I see a number of folks looking for a low-cost Roon Endpoint that supports multichannel; e.g. this thread:
The sticking point seems to be that, so far, it’s not possible to get multichannel out of a Raspberry Pi via the HDMI connector, so the fallback position seems to be to use a barebones PC running Windows. In the interest of getting closer to the “Roon appliance” ideal, has anyone tried installing ROCK on a NUC or similar barebones PC, and just using the Output function?
I’m assuming that this will work, even though the Core function of ROCK will be present and running. However, since the licensed Core would be elsewhere in the network, this shouldn’t cause any problems, right?
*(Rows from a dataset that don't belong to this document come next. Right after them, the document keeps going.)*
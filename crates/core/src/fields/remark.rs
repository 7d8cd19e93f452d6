use std::fmt::{Display, Formatter};

/// Free-form note attached to an application.
#[derive(Debug, Clone, PartialEq, Eq, Hash)]
pub struct Remark(String);

impl Remark {
    /// Any non-blank text is a remark; blank text means no remark.
    #[must_use]
    pub fn parse_optional(text: &str) -> Option<Self> {
        let text = text.trim();
        if text.is_empty() {
            None
        } else {
            Some(Self(text.to_string()))
        }
    }

    #[must_use]
    pub fn as_str(&self) -> &str {
        &self.0
    }
}

impl Display for Remark {
    fn fmt(&self, formatter: &mut Formatter<'_>) -> std::fmt::Result {
        formatter.write_str(&self.0)
    }
}
//! Jobtrack Core Library
//!
//! This crate provides the command interpreter behind jobtrack, a tool for
//! tracking job applications. Users type short commands that add, edit,
//! delete or filter applications by their position in the displayed list.
//!
//! # Key Features
//!
//! - **Tokenizer**: Split command arguments into prefixed field values and a preamble
//! - **Index Expressions**: Resolve `1`, `2-4` and `1,3,5-7` into validated positions
//! - **Field Validation**: Typed values for names, phones, emails, tags and statuses
//! - **Edit Descriptors**: Sparse partial updates that distinguish "unchanged" from "cleared"
//! - **Commands**: All-or-nothing execution against a [`model::RecordCollection`]
//! - **Error Handling**: One error type whose messages name the violated constraint
//!
//! # Examples
//!
//! Parsing and running commands against an in-memory record book:
//!
//! ```
//! use jobtrack_core::confirmation::FixedAnswer;
//! use jobtrack_core::model::RecordBook;
//! use jobtrack_core::parser::parse_command;
//!
//! let mut book = RecordBook::default();
//! let command = parse_command("add n/Acme Corp s/applied t/remote")?;
//! let result = command.execute(&mut book, &FixedAnswer(true))?;
//! println!("{}", result.feedback);
//!
//! let command = parse_command("delete 1")?;
//! command.execute(&mut book, &FixedAnswer(true))?;
//! assert!(book.records().is_empty());
//! # Ok::<(), jobtrack_core::error::Error>(())
//! ```

pub mod commands;
pub mod config;
pub mod confirmation;
pub mod descriptor;
pub mod error;
pub mod fields;
pub mod file_handling;
pub mod filter;
pub mod index;
pub mod model;
pub mod parser;
pub mod record;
Thanks Rene, for folks comfortable with Linux distros and the like, this is the natural route. Perhaps there’s not much in it, but I was trying to simplify the DIY effort even further.
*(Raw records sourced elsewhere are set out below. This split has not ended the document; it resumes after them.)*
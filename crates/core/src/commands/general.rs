//! Commands that only steer the shell.

use crate::filter::RecordFilter;
use crate::model::RecordCollection;

use super::CommandResult;

pub const LIST_COMMAND_WORD: &str = "list";
pub const HELP_COMMAND_WORD: &str = "help";
pub const METRICS_COMMAND_WORD: &str = "metrics";
pub const EXIT_COMMAND_WORD: &str = "exit";

pub const LIST_USAGE: &str = "list: Shows all applications.";
pub const HELP_USAGE: &str = "help: Shows how to use every command.";
pub const METRICS_USAGE: &str = "metrics: Shows how many applications are in each stage.";
pub const EXIT_USAGE: &str = "exit: Saves and leaves the program.";

#[derive(Debug, Clone, Copy, PartialEq, Eq)]
pub struct ListCommand;

impl ListCommand {
    pub(crate) fn execute(self, model: &mut dyn RecordCollection) -> CommandResult {
        model.set_display_filter(RecordFilter::show_all());
        CommandResult::completed("Listed all applications.")
    }
}

#[derive(Debug, Clone, Copy, PartialEq, Eq)]
pub struct HelpCommand;

impl HelpCommand {
    pub(crate) fn execute(self) -> CommandResult {
        CommandResult {
            show_help: true,
            ..CommandResult::completed("Showing help.")
        }
    }
}

#[derive(Debug, Clone, Copy, PartialEq, Eq)]
pub struct MetricsCommand;

impl MetricsCommand {
    pub(crate) fn execute(self) -> CommandResult {
        CommandResult {
            show_metrics: true,
            ..CommandResult::completed("Showing application metrics.")
        }
    }
}

#[derive(Debug, Clone, Copy, PartialEq, Eq)]
pub struct ExitCommand;

impl ExitCommand {
    pub(crate) fn execute(self) -> CommandResult {
        CommandResult {
            exit: true,
            ..CommandResult::completed("Exiting.")
        }
    }
}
I’m intrigued by your screenshot - your ROCK shows just two hardware devices; mine shows four: one analog and three HDMI. What hardware is your ROCK installed on? Mine is on an Intel NUC.
I’ve had rock running on a non NUC (mock) and I think it supported hdmi output too, but now with dietpi amd64 running on it it too presents hdmi outputs too. It’s running roon server under dietpi. I haven’t tried it with MCH tho, but the install is not so easy like ROCK on a NUC.
I’m not exactly sure what is being asked here, but I routinely use the HDMI output of my fanless NUC to listen to multichannel audio, with the NUC feeding an HDMI input on my audio processor.
What I’m asking is whether it is possible to have (in effect) two ROCK instances running in a network; one being the licensed Core, the other being unlicensed, and simply being used as a multichannel endpoint… I’m assuming that it is possible, but has anyone actually got this situation in real life?
I have two instances of ROCK running but for 2 channel use only. The one on a low powered single core NUC has to be updated manually and isn’t pointed at anything or logged in to Tidal. With no database it runs just fine for endpoint playback and is my favourite endpoint. Specs are: DE3815TYBE, 4 gig RAM and a 32gig SATA DOM. It isn’t the cheapest solution but it gives you all of the benefits of ROCK as a playback device without the additional burden of the processing, noise or heat. I have always thought the NUC in question would be ideal for an official Roon endpoint in the same vein as Nucleus. And that NUC is still in support by Intel.